Lapid et Gantz, qui auraient lancé l’opération sans le consentement nécessaire du cabinet de sécurité, ont tous deux été félicités pour le prix relativement bas payé par les Israéliens lors de cette dernière «vague de violence», ainsi que pour les frappes rapides et «précises» sur les principaux commandants du Jihad islamique dans la bande de Gaza. En dehors d’un certain nombre de protestations de Palestiniens et de militants de gauche israéliens à travers le pays, le public israélien, qui bénéficie largement du statu quo d’un siège sans fin et d’une domination coloniale, a salué une attaque qui semble avoir très peu changé la situation sur le terrain.

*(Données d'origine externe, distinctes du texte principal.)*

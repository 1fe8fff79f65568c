//! Prometheus metrics for rift-matcher.
//!
//! Tracks matching outcomes, scan latency and cache activity.
use lazy_static::lazy_static;
use prometheus::{
    register_counter_vec, register_histogram_vec, CounterVec, Encoder, HistogramVec, TextEncoder,
};

lazy_static! {
    /// Matching decisions by strategy and outcome
    pub static ref MATCH_REQUESTS_TOTAL: CounterVec = register_counter_vec!(
        "rift_matcher_requests_total",
        "Total number of requests matched against the simulation",
        &["strategy", "result"]  // result: hit|miss
    )
    .unwrap();

    /// Duration of a full strategy scan
    pub static ref MATCH_DURATION_MS: HistogramVec = register_histogram_vec!(
        "rift_matcher_match_duration_ms",
        "Histogram of strategy scan time in milliseconds",
        &["strategy"],
        vec![0.01, 0.05, 0.1, 0.5, 1.0, 5.0, 10.0, 50.0, 100.0]
    )
    .unwrap();

    /// Cache operations
    pub static ref CACHE_OPS_TOTAL: CounterVec = register_counter_vec!(
        "rift_matcher_cache_total",
        "Total number of matcher cache operations",
        &["operation", "result"]  // operation: get|save|preload|flush
    )
    .unwrap();
}

/// Collect and return all metrics in Prometheus text format
pub fn collect_metrics() -> String {
    let encoder = TextEncoder::new();
    let metric_families = prometheus::gather();
    let mut buffer = Vec::new();
    if encoder.encode(&metric_families, &mut buffer).is_err() {
        return String::new();
    }
    String::from_utf8(buffer).unwrap_or_default()
}

pub fn record_match(strategy: &str, hit: bool, duration_ms: f64) {
    let result = if hit { "hit" } else { "miss" };
    MATCH_REQUESTS_TOTAL
        .with_label_values(&[strategy, result])
        .inc();
    MATCH_DURATION_MS
        .with_label_values(&[strategy])
        .observe(duration_ms);
}

/// Record a cache operation; `result` is e.g. hit|miss|success|error.
pub fn record_cache_op(operation: &str, result: &str) {
    CACHE_OPS_TOTAL
        .with_label_values(&[operation, result])
        .inc();
}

Pourtant, malgré les éloges adressés aux dirigeants israéliens, les récits en provenance de Gaza – où plus de deux millions de Palestiniens et Palestiniennes, dont beaucoup sont des réfugiés de la Nakba, vivent dans des conditions insupportables – étaient presque insoutenables. Des images de corps d’enfants calcinés, de bâtiments démolis et de centaines de personnes fuyant leur maison en portant sur leur dos leurs biens les plus précieux se sont diffusées. Les habitants de Gaza, dont beaucoup sont encore en train de reconstruire leurs habitations après la dernière guerre d’Israël contre la bande de Gaza en mai 2021, devront enterrer les morts et soigner les blessés, alors que plus de violence est pratiquement garantie à l’avenir.

L’assaut de trois jours a fait écho à une autre opération israélienne en 2019: l’assassinat du commandant du Jihad islamique Baha Abu al-Ata, tué alors qu’il dormait à son domicile. A l’époque, j’avais écrit [Edo Konrad, responsable du site israélien +972] que l’ancien Premier ministre Benjamin Netanyahou avait pris l’initiative de cet assassinat comme un moyen d’«échapper à ses bourbiers politiques ou juridiques». Cette fois-ci, c’est Lapid qui semble être à la recherche d’une image de victoire, peut-être dans le but d’améliorer son profil de faucon avant les élections israéliennes [du 1er novembre 2022]. Le résultat a été une offensive non provoquée contre une population civile dont la vie est largement dictée par le bon vouloir de l’appareil sécuritaire israélien.

C’est ainsi que l’establishment militaire et politique israélien préfère diriger les choses. Gaza est devenu, à bien des égards, la version la plus extrême du projet de bantoustanisation d’Israël en Palestine. Plutôt que de devoir gérer directement des millions de Palestiniens, la logique de l’apartheid israélien exige que les différentes enclaves des territoires occupés restent quelque peu autonomes, tout en conservant le pouvoir fondamental de contrôler et d’intervenir dans leurs affaires en vue des intérêts d’Israël.

En conséquence, alors qu’en Cisjordanie, Israël a confié une grande partie de ses tâches de sécurité à une Autorité palestinienne affaiblie et autoritaire; à Gaza, le territoire presque hermétiquement clos est contrôlé par le Hamas, tout aussi autoritaire [1].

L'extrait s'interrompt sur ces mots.